RE: Continue:Glaring mistake in the code list for South Asian Script from Peter Constable on 2011-09-10 (Unicode Mail List Archive)

From: Peter Constable <petercon_at_microsoft.com>
Date: Sat, 10 Sep 2011 16:59:14 +0000

Once a script is encoded, the reference name used in the Standard for the script becomes part of stable character identifiers that _cannot be changed_. This is not just Unicode policy; this is policy of ISO JTC1/SC2. The reference name "Bengali" for the script in question cannot be changed.

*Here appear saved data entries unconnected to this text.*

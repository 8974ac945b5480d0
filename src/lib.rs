pub mod axis;
pub mod bus;
pub mod console;
pub mod module;
pub mod protocol;
pub mod registry;
pub mod switch;
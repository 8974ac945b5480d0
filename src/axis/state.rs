#[derive(Debug, Clone, Copy, PartialEq, Eq)]
pub enum AxisState {
    Stopped,
    Moving,
    AtHome,
    Homing,
}

impl AxisState {
    /// Numeric code used in status report lines.
    pub fn code(&self) -> u8 {
        match self {
            AxisState::Stopped => 0,
            AxisState::Moving => 1,
            AxisState::AtHome => 2,
            AxisState::Homing => 3,
        }
    }

    pub fn is_moving(&self) -> bool {
        matches!(self, AxisState::Moving | AxisState::Homing)
    }
}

The most that could be done would be to add a comment indicating that the script is also known as "Eastern Nagari" or that the script is used for Assamese, Manipuri, and other languages as well as the Bengali language. But, in fact, the Standard already says this--see TUS 6.1, section 9.2, page 985 (http://www.unicode.org/versions/Unicode6.0.0/ch09.pdf):

<quote>

9.2 Bengali (Bangla)

Bengali: U+0980–U+09FF

The Bengali script is a North Indian script closely related to Devanagari. It is used to write
the Bengali language primarily in the West Bengal state and in the nation of Bangladesh. In
India and Bangladesh, the preferred name for the script and the language is Bangla. The
script is also used to write Assamese in Assam and a number of other minority languages,
such as Bishnupriya Manipuri, Daphla, Garo, Hallam, Khasi, Mizo, Munda, Naga, Rian,
and Santali, in northeastern India.

</quote>

If there is any reasonable revision to this informative text that you think would improve it, you should submit that feedback; you can do that using the online feedback mechanism at http://www.unicode.org/reporting.html.

Peter

-----Original Message-----
From: unicode-bounce_at_unicode.org [mailto:unicode-bounce_at_unicode.org] On Behalf Of anbu_at_peoplestring.com
Sent: Saturday, September 10, 2011 2:09 AM
To: kent.karlsson14_at_telia.com
Cc: delexr_at_indiatimes.com; unicode_at_unicode.org
Subject: Re: Continue:Glaring mistake in the code list for South Asian Script

Hi Unicode Community!

I recommend to Unicode that this grievance is taken into account. No one consonant in this code range is used by only one language. Refer:

http://en.wikipedia.org/wiki/Eastern_Nagari_alphabet#Consonants

The Indian census of 1961 recognised 1,652 different languages in India (including languages not native to the subcontinent). The 1991 census recognizes 1,576 classified "mother tongues". Refer:

http://en.wikipedia.org/wiki/Languages_of_India#Inventories.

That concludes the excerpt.